--- START ---
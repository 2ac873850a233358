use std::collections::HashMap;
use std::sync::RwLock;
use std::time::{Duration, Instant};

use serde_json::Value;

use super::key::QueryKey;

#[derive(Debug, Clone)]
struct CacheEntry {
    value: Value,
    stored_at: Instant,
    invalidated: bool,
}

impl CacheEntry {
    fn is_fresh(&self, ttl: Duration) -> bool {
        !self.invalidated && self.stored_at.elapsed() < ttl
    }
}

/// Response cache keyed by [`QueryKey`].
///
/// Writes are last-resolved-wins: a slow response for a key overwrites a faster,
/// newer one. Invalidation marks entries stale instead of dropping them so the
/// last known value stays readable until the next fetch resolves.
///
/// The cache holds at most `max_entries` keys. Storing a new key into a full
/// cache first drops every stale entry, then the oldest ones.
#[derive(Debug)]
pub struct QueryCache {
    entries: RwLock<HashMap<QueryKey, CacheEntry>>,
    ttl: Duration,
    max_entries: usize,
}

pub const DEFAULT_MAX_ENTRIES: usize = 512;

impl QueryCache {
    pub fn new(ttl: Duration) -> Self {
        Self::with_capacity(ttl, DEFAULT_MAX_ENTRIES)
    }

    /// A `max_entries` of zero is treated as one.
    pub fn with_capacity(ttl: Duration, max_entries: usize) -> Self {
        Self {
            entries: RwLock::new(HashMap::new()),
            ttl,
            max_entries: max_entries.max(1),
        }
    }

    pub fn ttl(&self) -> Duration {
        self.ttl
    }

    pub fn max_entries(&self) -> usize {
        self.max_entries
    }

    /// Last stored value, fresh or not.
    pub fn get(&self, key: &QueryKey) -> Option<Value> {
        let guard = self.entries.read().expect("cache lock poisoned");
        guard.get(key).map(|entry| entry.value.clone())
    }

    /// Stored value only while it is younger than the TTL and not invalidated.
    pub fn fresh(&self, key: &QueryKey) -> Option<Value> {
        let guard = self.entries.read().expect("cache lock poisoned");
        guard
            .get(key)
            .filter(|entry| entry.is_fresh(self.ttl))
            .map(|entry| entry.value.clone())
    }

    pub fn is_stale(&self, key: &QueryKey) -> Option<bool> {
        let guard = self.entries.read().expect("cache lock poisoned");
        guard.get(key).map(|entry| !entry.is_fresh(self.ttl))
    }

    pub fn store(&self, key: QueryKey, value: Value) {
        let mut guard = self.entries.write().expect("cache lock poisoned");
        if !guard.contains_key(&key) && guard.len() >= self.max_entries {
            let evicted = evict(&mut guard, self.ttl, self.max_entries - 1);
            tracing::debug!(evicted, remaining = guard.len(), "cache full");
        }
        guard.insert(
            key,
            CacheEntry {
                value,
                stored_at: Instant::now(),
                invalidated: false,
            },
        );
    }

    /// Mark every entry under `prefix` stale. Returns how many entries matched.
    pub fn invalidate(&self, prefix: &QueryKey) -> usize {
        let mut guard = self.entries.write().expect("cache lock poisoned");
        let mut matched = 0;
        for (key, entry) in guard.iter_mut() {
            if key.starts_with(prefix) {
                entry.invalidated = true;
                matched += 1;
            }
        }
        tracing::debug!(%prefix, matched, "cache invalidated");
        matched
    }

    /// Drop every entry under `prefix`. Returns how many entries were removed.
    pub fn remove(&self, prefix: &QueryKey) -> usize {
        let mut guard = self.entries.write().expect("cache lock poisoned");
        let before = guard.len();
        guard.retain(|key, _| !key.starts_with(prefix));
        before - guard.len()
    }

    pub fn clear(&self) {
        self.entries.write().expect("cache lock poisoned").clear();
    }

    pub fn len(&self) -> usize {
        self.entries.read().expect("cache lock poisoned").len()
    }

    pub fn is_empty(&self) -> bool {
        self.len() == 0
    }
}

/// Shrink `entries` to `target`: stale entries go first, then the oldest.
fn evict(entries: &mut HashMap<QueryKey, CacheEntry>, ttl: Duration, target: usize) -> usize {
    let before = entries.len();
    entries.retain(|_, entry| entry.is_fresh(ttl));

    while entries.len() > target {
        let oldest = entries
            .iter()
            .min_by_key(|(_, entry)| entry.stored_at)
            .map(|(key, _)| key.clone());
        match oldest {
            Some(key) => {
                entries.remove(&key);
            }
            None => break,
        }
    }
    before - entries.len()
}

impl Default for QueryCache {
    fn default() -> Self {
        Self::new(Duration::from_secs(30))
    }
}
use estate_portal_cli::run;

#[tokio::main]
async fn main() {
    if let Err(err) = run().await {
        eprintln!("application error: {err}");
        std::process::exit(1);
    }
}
--- END ---
--- START ---
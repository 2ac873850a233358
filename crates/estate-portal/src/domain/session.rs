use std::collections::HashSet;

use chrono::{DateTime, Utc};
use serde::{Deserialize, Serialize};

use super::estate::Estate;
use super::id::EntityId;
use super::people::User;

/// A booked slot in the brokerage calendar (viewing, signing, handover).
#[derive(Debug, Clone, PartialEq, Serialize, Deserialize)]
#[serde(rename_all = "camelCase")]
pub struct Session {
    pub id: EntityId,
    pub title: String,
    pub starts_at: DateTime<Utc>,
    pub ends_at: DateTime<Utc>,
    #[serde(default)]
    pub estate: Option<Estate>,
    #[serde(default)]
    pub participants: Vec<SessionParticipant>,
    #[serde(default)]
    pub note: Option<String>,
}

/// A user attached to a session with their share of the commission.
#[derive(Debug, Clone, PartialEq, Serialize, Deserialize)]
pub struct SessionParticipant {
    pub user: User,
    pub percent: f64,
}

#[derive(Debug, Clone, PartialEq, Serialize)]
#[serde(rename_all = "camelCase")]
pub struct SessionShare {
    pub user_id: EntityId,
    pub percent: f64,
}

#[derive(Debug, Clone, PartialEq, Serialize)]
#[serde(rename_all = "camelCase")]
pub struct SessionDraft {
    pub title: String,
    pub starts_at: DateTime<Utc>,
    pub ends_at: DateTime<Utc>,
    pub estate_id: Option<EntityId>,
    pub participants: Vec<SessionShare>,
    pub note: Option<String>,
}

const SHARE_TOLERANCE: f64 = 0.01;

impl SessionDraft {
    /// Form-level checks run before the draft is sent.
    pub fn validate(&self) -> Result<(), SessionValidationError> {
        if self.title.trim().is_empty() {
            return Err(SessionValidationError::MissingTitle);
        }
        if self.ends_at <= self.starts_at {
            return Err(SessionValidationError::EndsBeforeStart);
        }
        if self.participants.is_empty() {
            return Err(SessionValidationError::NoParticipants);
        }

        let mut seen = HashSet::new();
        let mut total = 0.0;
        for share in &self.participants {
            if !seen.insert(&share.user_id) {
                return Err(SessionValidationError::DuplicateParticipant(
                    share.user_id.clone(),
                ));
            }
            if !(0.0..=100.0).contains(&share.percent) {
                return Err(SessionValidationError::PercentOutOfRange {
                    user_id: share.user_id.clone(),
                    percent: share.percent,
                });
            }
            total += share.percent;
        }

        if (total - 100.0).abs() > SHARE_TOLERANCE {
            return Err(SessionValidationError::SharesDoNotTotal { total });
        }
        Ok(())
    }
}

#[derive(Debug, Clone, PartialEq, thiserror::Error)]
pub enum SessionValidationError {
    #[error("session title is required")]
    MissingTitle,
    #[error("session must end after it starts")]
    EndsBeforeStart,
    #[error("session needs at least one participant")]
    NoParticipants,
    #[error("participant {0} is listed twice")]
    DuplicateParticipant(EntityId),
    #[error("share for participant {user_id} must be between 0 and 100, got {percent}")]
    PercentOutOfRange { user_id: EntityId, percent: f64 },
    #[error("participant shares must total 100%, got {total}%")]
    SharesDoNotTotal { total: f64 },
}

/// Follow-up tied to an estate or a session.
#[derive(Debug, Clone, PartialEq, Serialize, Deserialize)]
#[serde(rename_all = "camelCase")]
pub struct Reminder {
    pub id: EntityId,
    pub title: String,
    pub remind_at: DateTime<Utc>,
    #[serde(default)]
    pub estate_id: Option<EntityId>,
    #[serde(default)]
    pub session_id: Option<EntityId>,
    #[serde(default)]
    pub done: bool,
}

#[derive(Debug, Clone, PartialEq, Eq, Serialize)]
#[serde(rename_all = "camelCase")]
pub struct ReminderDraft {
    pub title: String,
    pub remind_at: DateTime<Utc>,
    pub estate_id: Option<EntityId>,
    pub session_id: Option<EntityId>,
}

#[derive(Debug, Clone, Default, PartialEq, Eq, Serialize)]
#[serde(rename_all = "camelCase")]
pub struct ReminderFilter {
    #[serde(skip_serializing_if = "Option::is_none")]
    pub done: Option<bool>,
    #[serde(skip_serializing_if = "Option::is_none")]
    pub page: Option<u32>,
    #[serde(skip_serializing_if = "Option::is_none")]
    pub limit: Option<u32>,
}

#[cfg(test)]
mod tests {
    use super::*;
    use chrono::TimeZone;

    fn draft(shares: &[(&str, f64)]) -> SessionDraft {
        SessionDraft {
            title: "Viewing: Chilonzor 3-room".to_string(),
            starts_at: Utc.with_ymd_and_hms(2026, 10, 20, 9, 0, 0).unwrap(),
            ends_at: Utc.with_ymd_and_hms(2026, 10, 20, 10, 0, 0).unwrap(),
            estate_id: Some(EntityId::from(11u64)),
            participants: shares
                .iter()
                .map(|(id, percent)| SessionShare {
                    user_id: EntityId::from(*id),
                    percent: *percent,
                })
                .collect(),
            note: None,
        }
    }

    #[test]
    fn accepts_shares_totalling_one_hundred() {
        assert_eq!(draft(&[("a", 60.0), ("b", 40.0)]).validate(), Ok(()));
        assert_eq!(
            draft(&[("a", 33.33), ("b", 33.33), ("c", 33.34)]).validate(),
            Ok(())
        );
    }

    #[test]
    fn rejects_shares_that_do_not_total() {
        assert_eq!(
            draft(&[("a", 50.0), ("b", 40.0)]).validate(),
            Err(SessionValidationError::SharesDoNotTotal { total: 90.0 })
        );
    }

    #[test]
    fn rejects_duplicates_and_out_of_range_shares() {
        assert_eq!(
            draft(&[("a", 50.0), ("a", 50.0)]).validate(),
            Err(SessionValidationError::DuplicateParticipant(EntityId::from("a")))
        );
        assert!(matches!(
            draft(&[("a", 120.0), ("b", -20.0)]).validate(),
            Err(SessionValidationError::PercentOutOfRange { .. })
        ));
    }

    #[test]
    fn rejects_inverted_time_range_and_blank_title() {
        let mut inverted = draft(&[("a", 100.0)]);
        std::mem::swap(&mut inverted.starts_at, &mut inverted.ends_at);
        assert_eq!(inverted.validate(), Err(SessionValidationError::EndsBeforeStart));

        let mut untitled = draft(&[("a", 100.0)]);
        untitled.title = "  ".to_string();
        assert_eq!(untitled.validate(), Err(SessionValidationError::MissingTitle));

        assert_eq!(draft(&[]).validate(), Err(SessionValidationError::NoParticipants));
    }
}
--- END ---
** Task statement **
Across all the entries above, how many lines have the word "under" in them? Only the number, please.

** Exercise response **
2